### Brief
Run through the records and, wherever a line holds the word "process", return that line.

---*---

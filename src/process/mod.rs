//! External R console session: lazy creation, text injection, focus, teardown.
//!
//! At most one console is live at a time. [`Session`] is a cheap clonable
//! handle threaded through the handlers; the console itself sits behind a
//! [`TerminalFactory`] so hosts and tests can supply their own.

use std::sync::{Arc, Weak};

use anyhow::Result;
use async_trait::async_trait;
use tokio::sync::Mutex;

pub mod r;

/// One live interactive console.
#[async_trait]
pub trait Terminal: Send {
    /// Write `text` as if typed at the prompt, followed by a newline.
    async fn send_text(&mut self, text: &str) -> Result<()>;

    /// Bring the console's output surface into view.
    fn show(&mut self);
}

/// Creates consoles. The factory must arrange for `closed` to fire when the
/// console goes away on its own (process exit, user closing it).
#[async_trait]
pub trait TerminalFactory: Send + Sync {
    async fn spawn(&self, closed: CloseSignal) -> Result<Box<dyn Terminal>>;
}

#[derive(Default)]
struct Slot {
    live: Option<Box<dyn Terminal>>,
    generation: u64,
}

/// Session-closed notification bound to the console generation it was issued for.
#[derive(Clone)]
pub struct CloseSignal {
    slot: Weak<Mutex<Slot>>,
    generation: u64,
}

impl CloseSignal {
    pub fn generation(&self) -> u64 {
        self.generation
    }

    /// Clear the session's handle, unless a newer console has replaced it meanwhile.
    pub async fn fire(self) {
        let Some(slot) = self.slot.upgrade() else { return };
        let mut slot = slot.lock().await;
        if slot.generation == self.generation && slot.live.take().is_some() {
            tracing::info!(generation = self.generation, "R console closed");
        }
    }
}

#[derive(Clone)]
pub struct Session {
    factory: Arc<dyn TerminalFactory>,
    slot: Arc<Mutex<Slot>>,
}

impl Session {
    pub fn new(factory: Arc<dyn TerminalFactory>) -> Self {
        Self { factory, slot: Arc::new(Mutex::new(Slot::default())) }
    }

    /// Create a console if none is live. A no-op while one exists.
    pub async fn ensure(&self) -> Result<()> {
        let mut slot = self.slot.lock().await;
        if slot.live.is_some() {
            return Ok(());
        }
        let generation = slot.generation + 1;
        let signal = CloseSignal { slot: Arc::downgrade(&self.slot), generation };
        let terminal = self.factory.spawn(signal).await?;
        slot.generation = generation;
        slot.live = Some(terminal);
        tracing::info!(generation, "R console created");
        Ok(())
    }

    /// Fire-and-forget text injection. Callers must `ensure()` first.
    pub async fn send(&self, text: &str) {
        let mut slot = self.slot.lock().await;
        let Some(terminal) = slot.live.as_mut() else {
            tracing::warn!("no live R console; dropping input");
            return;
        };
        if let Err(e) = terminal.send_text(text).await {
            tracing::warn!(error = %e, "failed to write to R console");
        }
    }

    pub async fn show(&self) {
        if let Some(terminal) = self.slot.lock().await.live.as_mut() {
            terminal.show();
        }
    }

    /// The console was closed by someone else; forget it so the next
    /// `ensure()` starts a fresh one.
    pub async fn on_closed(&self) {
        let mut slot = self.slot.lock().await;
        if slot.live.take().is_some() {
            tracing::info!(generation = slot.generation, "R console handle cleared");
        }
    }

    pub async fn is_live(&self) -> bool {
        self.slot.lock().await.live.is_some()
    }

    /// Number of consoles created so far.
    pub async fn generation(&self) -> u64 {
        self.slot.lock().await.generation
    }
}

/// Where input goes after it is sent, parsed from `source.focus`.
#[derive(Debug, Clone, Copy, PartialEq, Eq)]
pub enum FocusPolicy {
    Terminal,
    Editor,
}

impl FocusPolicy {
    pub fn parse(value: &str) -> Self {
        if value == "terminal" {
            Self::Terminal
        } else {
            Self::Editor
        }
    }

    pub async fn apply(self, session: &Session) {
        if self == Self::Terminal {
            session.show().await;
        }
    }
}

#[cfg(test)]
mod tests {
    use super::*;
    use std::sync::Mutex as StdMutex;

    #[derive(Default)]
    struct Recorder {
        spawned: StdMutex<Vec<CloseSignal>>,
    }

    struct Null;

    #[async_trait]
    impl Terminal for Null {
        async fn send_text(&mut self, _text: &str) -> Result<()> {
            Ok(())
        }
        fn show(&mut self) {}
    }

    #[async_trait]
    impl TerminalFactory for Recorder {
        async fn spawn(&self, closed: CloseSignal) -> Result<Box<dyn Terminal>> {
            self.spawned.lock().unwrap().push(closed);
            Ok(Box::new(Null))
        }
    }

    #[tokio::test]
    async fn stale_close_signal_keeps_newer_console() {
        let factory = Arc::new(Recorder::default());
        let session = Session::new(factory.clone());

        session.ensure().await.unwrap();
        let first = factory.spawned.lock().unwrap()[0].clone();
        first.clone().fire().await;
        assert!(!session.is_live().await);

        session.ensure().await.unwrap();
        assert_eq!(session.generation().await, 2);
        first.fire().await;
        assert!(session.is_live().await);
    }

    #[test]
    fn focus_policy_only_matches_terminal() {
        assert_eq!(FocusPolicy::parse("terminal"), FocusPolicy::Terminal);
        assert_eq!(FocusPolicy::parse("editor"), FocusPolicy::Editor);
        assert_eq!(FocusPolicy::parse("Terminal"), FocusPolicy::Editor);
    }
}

---*---

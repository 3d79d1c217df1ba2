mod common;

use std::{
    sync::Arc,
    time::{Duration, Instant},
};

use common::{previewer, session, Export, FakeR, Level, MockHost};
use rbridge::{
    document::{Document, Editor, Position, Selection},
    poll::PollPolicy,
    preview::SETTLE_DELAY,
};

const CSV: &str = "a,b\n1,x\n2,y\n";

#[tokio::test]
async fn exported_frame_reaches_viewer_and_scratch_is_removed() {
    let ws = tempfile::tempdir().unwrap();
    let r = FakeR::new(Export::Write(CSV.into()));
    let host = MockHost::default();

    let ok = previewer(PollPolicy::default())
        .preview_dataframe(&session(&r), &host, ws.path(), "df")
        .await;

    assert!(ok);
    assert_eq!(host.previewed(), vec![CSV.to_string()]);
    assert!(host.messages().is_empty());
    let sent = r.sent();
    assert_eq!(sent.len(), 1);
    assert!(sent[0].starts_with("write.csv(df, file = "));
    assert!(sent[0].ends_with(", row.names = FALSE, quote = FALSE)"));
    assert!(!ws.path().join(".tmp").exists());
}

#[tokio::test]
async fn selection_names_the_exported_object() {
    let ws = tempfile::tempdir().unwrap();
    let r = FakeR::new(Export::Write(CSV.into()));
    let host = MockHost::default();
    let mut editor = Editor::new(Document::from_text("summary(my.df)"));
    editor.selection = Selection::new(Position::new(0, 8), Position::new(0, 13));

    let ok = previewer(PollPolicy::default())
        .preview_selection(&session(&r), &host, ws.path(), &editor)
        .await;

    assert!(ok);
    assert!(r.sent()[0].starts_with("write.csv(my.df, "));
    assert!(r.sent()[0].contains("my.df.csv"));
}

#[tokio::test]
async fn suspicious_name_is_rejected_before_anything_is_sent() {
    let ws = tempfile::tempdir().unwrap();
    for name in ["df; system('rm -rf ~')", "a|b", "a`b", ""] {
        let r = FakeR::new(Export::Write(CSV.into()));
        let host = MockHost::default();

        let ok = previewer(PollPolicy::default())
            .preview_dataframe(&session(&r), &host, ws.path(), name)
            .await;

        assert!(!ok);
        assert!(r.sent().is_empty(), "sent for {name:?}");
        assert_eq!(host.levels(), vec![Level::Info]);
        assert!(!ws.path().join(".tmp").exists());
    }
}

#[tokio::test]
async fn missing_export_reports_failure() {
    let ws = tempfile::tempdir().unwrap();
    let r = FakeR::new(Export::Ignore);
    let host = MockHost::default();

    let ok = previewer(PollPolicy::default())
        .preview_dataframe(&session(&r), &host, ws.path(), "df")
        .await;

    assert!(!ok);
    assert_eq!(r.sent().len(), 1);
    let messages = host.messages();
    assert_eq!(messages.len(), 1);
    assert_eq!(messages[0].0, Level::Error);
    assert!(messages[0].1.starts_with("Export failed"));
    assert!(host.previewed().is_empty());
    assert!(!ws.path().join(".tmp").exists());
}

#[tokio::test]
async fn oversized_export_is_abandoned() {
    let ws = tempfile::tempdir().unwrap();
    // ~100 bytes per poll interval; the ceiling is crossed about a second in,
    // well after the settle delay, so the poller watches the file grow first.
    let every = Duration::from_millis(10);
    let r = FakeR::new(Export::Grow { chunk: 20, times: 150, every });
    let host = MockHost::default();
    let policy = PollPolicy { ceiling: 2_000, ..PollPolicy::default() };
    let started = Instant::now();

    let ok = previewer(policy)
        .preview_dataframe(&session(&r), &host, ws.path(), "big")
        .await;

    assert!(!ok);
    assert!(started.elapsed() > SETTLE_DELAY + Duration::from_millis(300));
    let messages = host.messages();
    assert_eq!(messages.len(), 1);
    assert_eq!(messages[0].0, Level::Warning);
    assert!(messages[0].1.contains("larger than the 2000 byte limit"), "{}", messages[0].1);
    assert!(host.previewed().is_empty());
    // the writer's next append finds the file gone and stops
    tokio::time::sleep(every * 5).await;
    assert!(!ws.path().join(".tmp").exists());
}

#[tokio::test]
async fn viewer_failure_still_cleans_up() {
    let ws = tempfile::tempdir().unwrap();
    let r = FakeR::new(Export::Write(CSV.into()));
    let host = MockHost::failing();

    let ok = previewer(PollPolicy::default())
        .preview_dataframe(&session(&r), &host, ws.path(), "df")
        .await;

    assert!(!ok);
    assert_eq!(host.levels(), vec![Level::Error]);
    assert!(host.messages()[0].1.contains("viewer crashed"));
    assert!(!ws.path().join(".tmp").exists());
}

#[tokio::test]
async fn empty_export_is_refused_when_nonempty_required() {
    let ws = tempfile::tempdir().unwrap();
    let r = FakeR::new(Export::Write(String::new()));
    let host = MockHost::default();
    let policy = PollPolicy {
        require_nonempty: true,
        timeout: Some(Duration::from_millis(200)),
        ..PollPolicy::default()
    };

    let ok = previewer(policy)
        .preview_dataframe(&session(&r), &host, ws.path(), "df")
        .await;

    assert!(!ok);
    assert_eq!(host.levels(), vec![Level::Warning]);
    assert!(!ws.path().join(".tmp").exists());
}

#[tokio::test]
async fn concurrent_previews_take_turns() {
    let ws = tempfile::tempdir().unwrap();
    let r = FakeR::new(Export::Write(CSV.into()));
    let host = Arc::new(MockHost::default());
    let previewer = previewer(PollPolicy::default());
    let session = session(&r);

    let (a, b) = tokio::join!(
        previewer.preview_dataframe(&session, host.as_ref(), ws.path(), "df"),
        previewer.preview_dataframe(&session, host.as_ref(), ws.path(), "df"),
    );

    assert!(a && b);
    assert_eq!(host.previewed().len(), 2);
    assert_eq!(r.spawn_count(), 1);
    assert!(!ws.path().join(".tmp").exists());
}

---*---

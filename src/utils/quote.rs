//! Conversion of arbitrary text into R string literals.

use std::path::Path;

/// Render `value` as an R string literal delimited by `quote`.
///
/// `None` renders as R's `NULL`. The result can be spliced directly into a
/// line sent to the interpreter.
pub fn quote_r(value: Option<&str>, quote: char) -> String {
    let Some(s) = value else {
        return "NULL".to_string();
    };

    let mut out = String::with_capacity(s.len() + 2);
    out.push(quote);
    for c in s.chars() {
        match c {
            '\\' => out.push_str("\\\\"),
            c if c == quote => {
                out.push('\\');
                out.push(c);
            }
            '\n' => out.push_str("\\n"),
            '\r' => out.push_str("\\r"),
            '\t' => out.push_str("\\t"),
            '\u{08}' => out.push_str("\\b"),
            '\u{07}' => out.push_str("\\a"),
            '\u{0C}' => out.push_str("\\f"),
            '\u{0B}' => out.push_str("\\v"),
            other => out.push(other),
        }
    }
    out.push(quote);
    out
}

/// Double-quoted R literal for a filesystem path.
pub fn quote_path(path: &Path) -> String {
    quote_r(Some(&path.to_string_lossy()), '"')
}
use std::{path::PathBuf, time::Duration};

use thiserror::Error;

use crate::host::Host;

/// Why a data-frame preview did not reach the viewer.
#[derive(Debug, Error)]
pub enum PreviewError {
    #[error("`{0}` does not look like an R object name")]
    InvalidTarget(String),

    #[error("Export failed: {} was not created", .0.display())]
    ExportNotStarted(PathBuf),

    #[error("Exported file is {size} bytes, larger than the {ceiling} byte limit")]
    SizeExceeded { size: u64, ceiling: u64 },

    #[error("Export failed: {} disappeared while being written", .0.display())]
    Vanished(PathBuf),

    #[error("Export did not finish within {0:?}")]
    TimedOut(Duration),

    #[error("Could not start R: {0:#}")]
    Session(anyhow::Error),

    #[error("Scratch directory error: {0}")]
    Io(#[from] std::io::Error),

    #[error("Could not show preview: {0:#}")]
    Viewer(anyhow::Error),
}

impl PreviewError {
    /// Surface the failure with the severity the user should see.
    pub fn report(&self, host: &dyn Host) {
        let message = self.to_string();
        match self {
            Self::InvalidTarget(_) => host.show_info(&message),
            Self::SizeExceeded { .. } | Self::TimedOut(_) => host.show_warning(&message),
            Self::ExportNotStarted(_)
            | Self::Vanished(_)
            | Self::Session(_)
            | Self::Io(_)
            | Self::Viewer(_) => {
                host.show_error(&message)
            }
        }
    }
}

---*---

### Answer for this exercise
filename src/process/mod.rs
/// console goes away on its own (process exit, user closing it).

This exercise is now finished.